MALANJE

Após alguns anos, voltei a visitar aquela família. O irmão mais velho encontrava-se preso por tráfico de drogas. O pai falecera há quatro anos como peritonite. A mãe teve que fugir, pois para sustentar o resto da família, também entrou no mundo das drogas. Ali encontrava-se a mais velha como o resto dos seus quatro irmãos: três meninos e uma menina.

Tinham feito café e vi que a casa estava muito bem arrumadinha. Então, mandou os seus irmãos para a escola e começou a desabafar: «Depois da morte do meu pai, a minha mãe e o meu irmão continuaram no negócio e acabei por ficar sozinha com os meus irmãos. Tinha apenas 16 anos e a segurança social queria enviar-nos para a protecção de menores; nós queríamos continuar juntos. Então, falei com uma tia minha, irmã de meu pai, para que assinasse um documento em como assumia a nossa custódia. Ela aceitou até eu completar os 18 anos. Depois, seria eu a responder por eles. Foi assim que fiquei com os meus irmãos que estou a criar como meus próprios filhos. Quando completei a maioridade deram-me um posto de vendedor ambulante, e pedi dinheiro emprestado ao Banco para comprar uma camioneta e ir pelos mercados. A minha família insiste em casar-me para eu ter alguém que me ajude, só que eu, até os meus irmãos serem grandes, vou continuar assim...».

Passaram-se mais alguns anos e voltei lá. Encontrei a irmã mais velha com um bebé no colo e o seu companheiro, perguntei-lhe pela família. Entretanto o esposo pegou no bebé e ela começou a desabafar: «A mãe e o irmão mais velho estão constantemente a entrar e a sair da prisão, às vezes vou visitá-los. Do resto dos irmãos: um conseguiu uma bolsa de estudos e está a estudar algo que tem a ver com medicina. A minha irmã trabalha como cozinheira num restaurante.

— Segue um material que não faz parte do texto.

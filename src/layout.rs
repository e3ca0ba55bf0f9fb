// Wordstrand – A spangram word-search puzzle maker
// Copyright (C) 2025  Neil Roberts
//
// This program is free software: you can redistribute it and/or modify
// it under the terms of the GNU General Public License as published by
// the Free Software Foundation, either version 3 of the License, or
// (at your option) any later version.
//
// This program is distributed in the hope that it will be useful,
// but WITHOUT ANY WARRANTY; without even the implied warranty of
// MERCHANTABILITY or FITNESS FOR A PARTICULAR PURPOSE.  See the
// GNU General Public License for more details.
//
// You should have received a copy of the GNU General Public License
// along with this program.  If not, see <http://www.gnu.org/licenses/>.

//! Finds a placement for every word of a puzzle so that between them
//! they cover the whole grid.
//!
//! Each attempt places the spangram first and then the theme words
//! from longest to shortest. Every word is allowed a small number of
//! alternative placements before the attempt gives up. Failed
//! attempts are retried from an empty grid with fresh randomness until
//! either the attempt limit or the deadline is reached.

use std::fmt;
use std::time::Duration;
use rand::Rng;
use rand::seq::SliceRandom;
use serde::{Serialize, Deserialize};
use super::clock::{Clock, Deadline};
use super::geometry::{Coord, Geometry, Path};
use super::grid_state::GridState;
use super::observer::Observer;
use super::path_search::{self, OutOfTime};
use super::{spangram, verify};

pub const DEFAULT_MAX_ALTERNATIVES: usize = 3;
pub const DEFAULT_MAX_ATTEMPTS: u32 = 50;
pub const DEFAULT_DEADLINE: Duration = Duration::from_millis(3000);

#[derive(Clone, Debug, PartialEq, Eq)]
pub struct LayoutConfig {
    pub geometry: Geometry,
    /// How many successful placements of a single word to try before
    /// giving up on the attempt
    pub max_alternatives: usize,
    pub max_attempts: u32,
    /// Measured from the start of the whole operation
    pub deadline: Duration,
    /// Reject placements that leave a group of free cells too small
    /// for any of the remaining words
    pub prune_isolated_regions: bool,
}

impl Default for LayoutConfig {
    fn default() -> LayoutConfig {
        LayoutConfig {
            geometry: Geometry::default(),
            max_alternatives: DEFAULT_MAX_ALTERNATIVES,
            max_attempts: DEFAULT_MAX_ATTEMPTS,
            deadline: DEFAULT_DEADLINE,
            prune_isolated_regions: true,
        }
    }
}

/// A finished layout. The theme word paths are in the same order as
/// the theme words that were given to the engine.
#[derive(Clone, Debug, PartialEq, Eq)]
#[derive(Serialize, Deserialize)]
#[serde(rename_all = "camelCase")]
pub struct Layout {
    pub grid_letters: String,
    pub spangram_path: Path,
    pub theme_word_paths: Vec<Path>,
}

#[derive(Clone, Debug, PartialEq, Eq)]
pub enum LayoutError {
    LetterCountMismatch { expected: usize, actual: usize },
    /// The index of the theme word, or None for the spangram
    EmptyWord(Option<usize>),
    Exhausted { attempts: u32 },
}

impl Layout {
    /// The grid letters split into one string per row
    pub fn rows(&self, geometry: Geometry) -> Vec<String> {
        let letters = self.grid_letters.chars().collect::<Vec<char>>();

        letters
            .chunks(geometry.cols.max(1))
            .map(|row| row.iter().collect())
            .collect()
    }

    pub fn letter(&self, geometry: Geometry, coord: Coord) -> Option<char> {
        let index = geometry.coord_to_index(coord).ok()?;
        self.grid_letters.chars().nth(index)
    }
}

struct TaggedWord {
    // Position in the caller’s list of theme words
    index: usize,
    text: String,
    letters: Vec<char>,
}

enum Outcome {
    Placed(GridState, Vec<(usize, Path)>),
    Exhausted,
    OutOfTime,
}

struct Layouter<'a, R: ?Sized, C: Clock + ?Sized, O: ?Sized> {
    config: &'a LayoutConfig,
    rng: &'a mut R,
    deadline: Deadline<'a, C>,
    observer: &'a mut O,
    attempt: u32,
}

impl<'a, R, C, O> Layouter<'a, R, C, O>
where
    R: Rng + ?Sized,
    C: Clock + ?Sized,
    O: Observer + ?Sized,
{
    fn out_of_time(&self) -> bool {
        self.deadline.has_passed()
    }

    fn leaves_room(&self, state: &GridState, remaining: &[&TaggedWord]) -> bool {
        if !self.config.prune_isolated_regions {
            return true;
        }

        let Some(shortest) = remaining.iter().map(|w| w.letters.len()).min()
        else {
            return true;
        };

        state.smallest_free_region()
            .map(|size| size >= shortest)
            .unwrap_or(true)
    }

    fn place_words(
        &mut self,
        state: &GridState,
        words: &[&TaggedWord],
    ) -> Outcome {
        let Some((word, rest)) = words.split_first()
        else {
            return Outcome::Placed(state.clone(), Vec::new());
        };

        let mut starts = state.geometry()
            .coords()
            .filter(|&coord| state.is_free(coord))
            .collect::<Vec<_>>();
        starts.shuffle(&mut *self.rng);

        let mut n_alternatives = 0;

        for start in starts {
            if n_alternatives >= self.config.max_alternatives {
                break;
            }

            if self.out_of_time() {
                return Outcome::OutOfTime;
            }

            let path = match path_search::find_path(
                &word.letters,
                start,
                state,
                &mut *self.rng,
                &self.deadline,
            ) {
                Ok(Some(path)) => path,
                Ok(None) => continue,
                Err(OutOfTime) => return Outcome::OutOfTime,
            };

            let branch = state.with_word(&word.letters, &path);

            if !self.leaves_room(&branch, rest) {
                continue;
            }

            n_alternatives += 1;

            match self.place_words(&branch, rest) {
                Outcome::Placed(final_state, mut paths) => {
                    paths.push((word.index, path));
                    return Outcome::Placed(final_state, paths);
                },
                Outcome::Exhausted => (),
                Outcome::OutOfTime => return Outcome::OutOfTime,
            }
        }

        self.observer.word_exhausted(self.attempt, &word.text);

        Outcome::Exhausted
    }

    fn run(
        &mut self,
        spangram: &str,
        theme_words: &[TaggedWord],
    ) -> Result<Layout, LayoutError> {
        let spangram_letters = spangram.chars().collect::<Vec<char>>();
        let mut sorted = theme_words.iter().collect::<Vec<_>>();
        // Longer words have fewer possible placements so they go
        // first. The sort is stable so ties keep the input order.
        sorted.sort_by(|a, b| b.letters.len().cmp(&a.letters.len()));

        let mut n_attempts = 0;

        while n_attempts < self.config.max_attempts {
            if self.out_of_time() {
                self.observer.deadline_reached(
                    n_attempts,
                    self.deadline.elapsed(),
                );
                break;
            }

            self.attempt = n_attempts;
            n_attempts += 1;
            self.observer.attempt_started(self.attempt);

            let mut state = GridState::new(self.config.geometry);

            let spangram_path = match spangram::place(
                &spangram_letters,
                &mut state,
                &mut *self.rng,
                &self.deadline,
            ) {
                Ok(Some(path)) => path,
                Ok(None) => {
                    self.observer.spangram_failed(self.attempt);
                    continue;
                },
                Err(OutOfTime) => {
                    self.observer.deadline_reached(
                        self.attempt,
                        self.deadline.elapsed(),
                    );
                    break;
                },
            };

            if !self.leaves_room(&state, &sorted) {
                self.observer.spangram_failed(self.attempt);
                continue;
            }

            let (final_state, mut placed) = match self.place_words(
                &state,
                &sorted,
            ) {
                Outcome::Placed(final_state, placed) => (final_state, placed),
                Outcome::Exhausted => continue,
                Outcome::OutOfTime => {
                    self.observer.deadline_reached(
                        self.attempt,
                        self.deadline.elapsed(),
                    );
                    break;
                },
            };

            placed.sort_by_key(|&(index, _)| index);

            let layout = Layout {
                grid_letters: final_state.letters_string(),
                spangram_path,
                theme_word_paths: placed.into_iter()
                    .map(|(_, path)| path)
                    .collect(),
            };

            let texts = theme_words.iter()
                .map(|w| w.text.as_str())
                .collect::<Vec<_>>();

            match verify::verify_spelling(
                self.config.geometry,
                &layout,
                spangram,
                &texts,
            ) {
                Ok(()) => {
                    self.observer.layout_found(
                        self.attempt,
                        self.deadline.elapsed(),
                    );
                    return Ok(layout);
                },
                Err(mismatches) => {
                    for mismatch in mismatches {
                        self.observer.verification_failed(
                            self.attempt,
                            &mismatch.word,
                            &mismatch.found,
                        );
                    }
                },
            }
        }

        self.observer.gave_up(n_attempts, self.deadline.elapsed());

        Err(LayoutError::Exhausted { attempts: n_attempts })
    }
}

/// Checks the words before any searching is done. Every word must have
/// at least one letter and the letters must exactly fill the grid.
pub fn check_words<S: AsRef<str>>(
    geometry: Geometry,
    spangram: &str,
    theme_words: &[S],
) -> Result<(), LayoutError> {
    if spangram.is_empty() {
        return Err(LayoutError::EmptyWord(None));
    }

    if let Some(index) = theme_words.iter().position(|w| w.as_ref().is_empty()) {
        return Err(LayoutError::EmptyWord(Some(index)));
    }

    let actual = spangram.chars().count()
        + theme_words.iter()
        .map(|w| w.as_ref().chars().count())
        .sum::<usize>();

    if actual != geometry.n_cells() {
        return Err(LayoutError::LetterCountMismatch {
            expected: geometry.n_cells(),
            actual,
        });
    }

    Ok(())
}

/// Runs the layout engine with everything that affects the result
/// passed in explicitly. With a seeded `rng` and a clock that doesn’t
/// hit the deadline the result is repeatable.
pub fn generate_with<S, R, C, O>(
    spangram: &str,
    theme_words: &[S],
    config: &LayoutConfig,
    rng: &mut R,
    clock: &C,
    observer: &mut O,
) -> Result<Layout, LayoutError>
where
    S: AsRef<str>,
    R: Rng + ?Sized,
    C: Clock + ?Sized,
    O: Observer + ?Sized,
{
    check_words(config.geometry, spangram, theme_words)?;

    let tagged = theme_words.iter()
        .enumerate()
        .map(|(index, word)| TaggedWord {
            index,
            text: word.as_ref().to_string(),
            letters: word.as_ref().chars().collect(),
        })
        .collect::<Vec<_>>();

    let mut layouter = Layouter {
        config,
        rng,
        deadline: Deadline::new(clock, config.deadline),
        observer,
        attempt: 0,
    };

    layouter.run(spangram, &tagged)
}

/// Runs the layout engine with the thread’s random number generator,
/// the system clock and no logging.
#[cfg(not(target_arch = "wasm32"))]
pub fn generate<S: AsRef<str>>(
    spangram: &str,
    theme_words: &[S],
    config: &LayoutConfig,
) -> Result<Layout, LayoutError> {
    let clock = super::clock::InstantClock::start();

    generate_with(
        spangram,
        theme_words,
        config,
        &mut rand::thread_rng(),
        &clock,
        &mut super::observer::NoopObserver,
    )
}

impl fmt::Display for LayoutError {
    fn fmt(&self, f: &mut fmt::Formatter) -> fmt::Result {
        match self {
            LayoutError::LetterCountMismatch { expected, actual } => {
                write!(
                    f,
                    "letter count mismatch: the words have {} letters but \
                     the grid has {} cells",
                    actual,
                    expected,
                )
            },
            LayoutError::EmptyWord(None) => write!(f, "the spangram is empty"),
            LayoutError::EmptyWord(Some(index)) => {
                write!(f, "theme word {} is empty", index + 1)
            },
            LayoutError::Exhausted { .. } => {
                write!(
                    f,
                    "could not find a valid layout after multiple attempts. \
                     Try different words or shuffle again.",
                )
            },
        }
    }
}

impl std::error::Error for LayoutError {}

O rapaz que lhe segue só terminou a primária e foi com um tio meu como ajudante de mecânica. O menor está comigo e não quer deixar-me, pois diz que vai tomar conta de mim quando eu for velhinha...».

Agora, passaram-se mais alguns anos e o meu pensamento voltou àquela família e àquela jovem, e entendi um bocadinho mais da palavra amar: ela leva-nos a oferecer, primeiro, o que temos; depois, o que nos falta; depois, o que somos; no fim, nada. O amor é a recompensa dos que estão sempre dispostos a perder ou a ficar em último lugar. Por isso, uma das coisas que admiro ainda hoje nos padres da rua é que: «Antes de receber já estão a pensar a quem vão dar».